For me, it’s a story about my toddler days — how I would pick my clothes out, get dressed, organize my books and crayons in my bag, hold my brother’s hand and walk to school together. My dad always says he remembers the sound my payal made as I took those tiny toddler steps down the path. My mom adds details about my frock — how it was one she had sewn by hand, and one that I insisted on wearing often. They both laugh when they recount how talkative I was by the age of 3, eager to share everything I did at school each day.
I’ve heard these details a million times. When I listen to their stories, I understand that they are talking about me; but, truth be told, I have no recollection of this time nor do I make a connection with the girl they speak so fondly of. I don’t know the girl who wore her payal to school. I know she made my parents very happy; and so, for years, the stories brought a smile to my face.
Not anymore. Now, these stories bring nothing but tears.
I cry because, until now, I didn’t truly understand the depth of their happiness and laughter. Until now, I didn’t understand just how precious these memories are to them. Until now, I didn’t understand why these stories were told so often.

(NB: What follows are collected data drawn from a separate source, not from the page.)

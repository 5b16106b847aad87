//! HardwareOffloadBridge - the hardware multicast table adapter.
//!
//! Only the bridges configuration allows may program the table, and
//! only for flows entering on switch-backed ports. Platforms without the
//! table use [`NoOffload`].

mod bridge;
mod types;

pub use bridge::HardwareOffloadBridge;
pub use types::{ForwardDescriptor, HwMulticastEntry, MulticastOffload, NoOffload, OffloadDecision};
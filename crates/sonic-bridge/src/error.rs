//! Error types for the bridge administrative surface and its collaborators.
//!
//! The data path never returns these: frames are delivered, dropped, or
//! cached, and the outcome is reported as a value. Errors exist only for
//! port/membership administration, configuration loading, and the
//! collaborator traits (egress transmit, hardware table driver).

use crate::ports::PortId;
use thiserror::Error;

/// Bridge administration errors.
#[derive(Error, Debug)]
pub enum BridgeError {
    #[error("Port not found: {0}")]
    PortNotFound(PortId),

    #[error("Device already attached to bridge: {0}")]
    DuplicateDevice(String),

    #[error("Port table full ({0} ports)")]
    PortTableFull(usize),

    #[error("Configuration error: {0}")]
    Configuration(String),

    #[error("IO error: {0}")]
    Io(#[from] std::io::Error),
}

/// Result type for bridge administration.
pub type Result<T> = std::result::Result<T, BridgeError>;

/// Why the egress collaborator refused a frame. Terminal for that delivery.
#[derive(Error, Debug, Clone, Copy, PartialEq, Eq)]
pub enum DropReason {
    #[error("transmit queue full")]
    QueueFull,

    #[error("egress device down")]
    DeviceDown,

    #[error("frame exceeds egress MTU")]
    Oversize,

    #[error("filtered by egress hook")]
    Filtered,

    #[error("transmit failed")]
    Other,
}

/// Errors reported by the hardware multicast table driver.
#[derive(Error, Debug, Clone, PartialEq, Eq)]
pub enum OffloadError {
    #[error("hardware table busy")]
    Busy,

    #[error("hardware table full")]
    TableFull,

    #[error("operation not supported by hardware")]
    Unsupported,

    #[error("driver error: {0}")]
    Driver(String),
}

These unimportant narratives are more than just toddler tales — they are proof that there are two people in this world who know me better than I know myself. They knew that little girl — her laugh, her cries, her likes and dislikes, her little quirks and habits, the sound of her payal chiming through the house — long before my very first recollections. They knew the me that existed before I knew of myself. I don’t know all that much about the girl they speak of, even though she is me. I do know one thing for sure. She was a little girl who was — no, is — someone’s world. And, most importantly, she was showered with so much love as a child.

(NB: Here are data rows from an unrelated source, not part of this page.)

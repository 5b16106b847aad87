//! Delivery ownership: one original, clones for everyone else, and every
//! buffer released exactly once.

use pretty_assertions::assert_eq;
use sonic_bridge::{
    Bridge, BridgeConfig, FanoutOutcome, ForwardPath, Frame, FrameMeta, PortState,
};
use sonic_bridge_test::frame_fixtures::broadcast;
use sonic_bridge_test::port_fixtures::ethernet;
use sonic_bridge_test::{host_mac, FlakyAllocator, RecordingTransmit, ReleaseCounter};
use sonic_bridge_types::MacAddress;
use std::sync::Arc;

fn bridge_with_ports(n: u32) -> (Bridge, Arc<RecordingTransmit>) {
    let transmit = Arc::new(RecordingTransmit::new());
    let bridge = Bridge::builder(BridgeConfig::default(), transmit.clone())
        .build()
        .unwrap();
    for dev in 0..n {
        bridge.add_port(ethernet(&format!("eth{dev}"), dev)).unwrap();
    }
    (bridge, transmit)
}

fn counted_broadcast(counter: &ReleaseCounter) -> Frame {
    Frame::new(
        counter.payload(64),
        FrameMeta {
            dst: MacAddress::BROADCAST,
            src: host_mac(1),
            ..Default::default()
        },
    )
}

#[test]
fn test_n_deliveries_use_n_minus_one_clones() {
    for n in 1..=6u32 {
        let (bridge, transmit) = bridge_with_ports(n + 1);
        let ingress = bridge.ports().by_name("eth0").unwrap().id;

        let d = bridge.on_frame_received(ingress, broadcast(1));

        assert_eq!(d.fanout, FanoutOutcome::Delivered(n as usize));
        let deliveries = transmit.deliveries();
        assert_eq!(deliveries.len(), n as usize);
        assert_eq!(transmit.clones(), n as usize - 1);
        // The original goes to the last eligible port in iteration order.
        assert!(!deliveries.last().unwrap().cloned);
        assert_eq!(deliveries.last().unwrap().port, format!("eth{n}"));
    }
}

#[test]
fn test_payload_released_once_after_fanout() {
    let (bridge, transmit) = bridge_with_ports(4);
    let counter = ReleaseCounter::new();

    let ingress = bridge.ports().by_name("eth0").unwrap().id;
    bridge.on_frame_received(ingress, counted_broadcast(&counter));

    assert_eq!(transmit.count(), 3);
    assert_eq!(counter.released(), 1);
}

#[test]
fn test_no_eligible_port_releases_once() {
    let (bridge, transmit) = bridge_with_ports(3);
    let counter = ReleaseCounter::new();
    for name in ["eth1", "eth2"] {
        let id = bridge.ports().by_name(name).unwrap().id;
        bridge.set_port_state(id, PortState::Blocking).unwrap();
    }

    let ingress = bridge.ports().by_name("eth0").unwrap().id;
    let d = bridge.on_frame_received(ingress, counted_broadcast(&counter));

    assert_eq!(d.path, ForwardPath::Broadcast);
    assert_eq!(d.fanout, FanoutOutcome::NoEligiblePort);
    assert_eq!(transmit.count(), 0);
    assert_eq!(counter.released(), 1);
    assert_eq!(bridge.stats().filtered, 1);
}

#[test]
fn test_dropped_at_ingress_releases_once() {
    let (bridge, _transmit) = bridge_with_ports(2);
    let counter = ReleaseCounter::new();
    let ingress = bridge.ports().by_name("eth0").unwrap().id;
    bridge.set_port_state(ingress, PortState::Disabled).unwrap();

    let d = bridge.on_frame_received(ingress, counted_broadcast(&counter));

    assert!(matches!(d.path, ForwardPath::Dropped(_)));
    assert_eq!(counter.released(), 1);
}

#[test]
fn test_clone_failure_aborts_and_releases() {
    let transmit = Arc::new(RecordingTransmit::new());
    let allocator = Arc::new(FlakyAllocator::new(1));
    let bridge = Bridge::builder(BridgeConfig::default(), transmit.clone())
        .allocator(allocator.clone())
        .build()
        .unwrap();
    for dev in 0..5 {
        bridge.add_port(ethernet(&format!("eth{dev}"), dev)).unwrap();
    }
    let counter = ReleaseCounter::new();

    let ingress = bridge.ports().by_name("eth0").unwrap().id;
    let d = bridge.on_frame_received(ingress, counted_broadcast(&counter));

    assert_eq!(d.fanout, FanoutOutcome::Aborted { delivered: 1 });
    assert_eq!(transmit.ports(), vec!["eth1"]);
    assert_eq!(allocator.attempts(), 2);
    assert_eq!(bridge.stats().tx_dropped, 1);
    assert_eq!(counter.released(), 1);
}

#[test]
fn test_local_delivery_keeps_original() {
    let transmit = Arc::new(RecordingTransmit::new());
    let config = BridgeConfig {
        local_delivery: true,
        ..Default::default()
    };
    let bridge = Bridge::builder(config, transmit.clone()).build().unwrap();
    for dev in 0..3 {
        bridge.add_port(ethernet(&format!("eth{dev}"), dev)).unwrap();
    }
    let counter = ReleaseCounter::new();

    let ingress = bridge.ports().by_name("eth0").unwrap().id;
    let d = bridge.on_frame_received(ingress, counted_broadcast(&counter));

    assert_eq!(d.delivered(), 2);
    assert_eq!(transmit.clones(), 2);
    let local = d.local.expect("bridge device copy");
    assert!(!local.is_clone());
    assert_eq!(counter.released(), 0);
    drop(local);
    assert_eq!(counter.released(), 1);
}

Parenthood is scattered with epiphanic moments, and this is one. I see the door revolving as I slowly enter the world of the storyteller. With a blink of an eye, I will be the one wearing a wide grin and teary-eyed as I recall scenes of my toddler chasing bubbles through the park. I will be the one who will tell him how much he loved being held at night and the silly, nonsensical lullabies I would sing. I will be the one who will tell him how fondly I remember his ‘All done!’ and ‘Goo-night, mommy’.
The thought that my son will not remember his early childhood breaks my heart; he won’t remember how much fun we had at the beach last week — the anticipation in his eyes as the waves slowly rolled in, his uncontrollable giggles when his feet sunk in the sand, or the fact he insisted on wearing not one but two pairs of sunglasses. He won’t remember when we ate lunch watching the flamingos at the zoo, or when we chased wild parrots and butterflies in the garden. He won’t remember the afternoon at the library when we read dozens of books in one sitting. He won’t even recall the rare moment we spent calmly walking hand-in-hand by the waters edge last Monday.
Each of these moments are precious little treasures in my heart. While it is sad he won’t remember any of it, it is also extraordinary. Extraordinary because these memories aren’t like the videos or photos stored on my phone or the cloud. They don’t face extermination as a result of a toilet bowl toss. These memories are forever mine. They are mine to close my eyes and think of when I want to experience the truest, most beautiful, and purest form of love that exists. They are mine to one day share with him so he knows how much he was loved.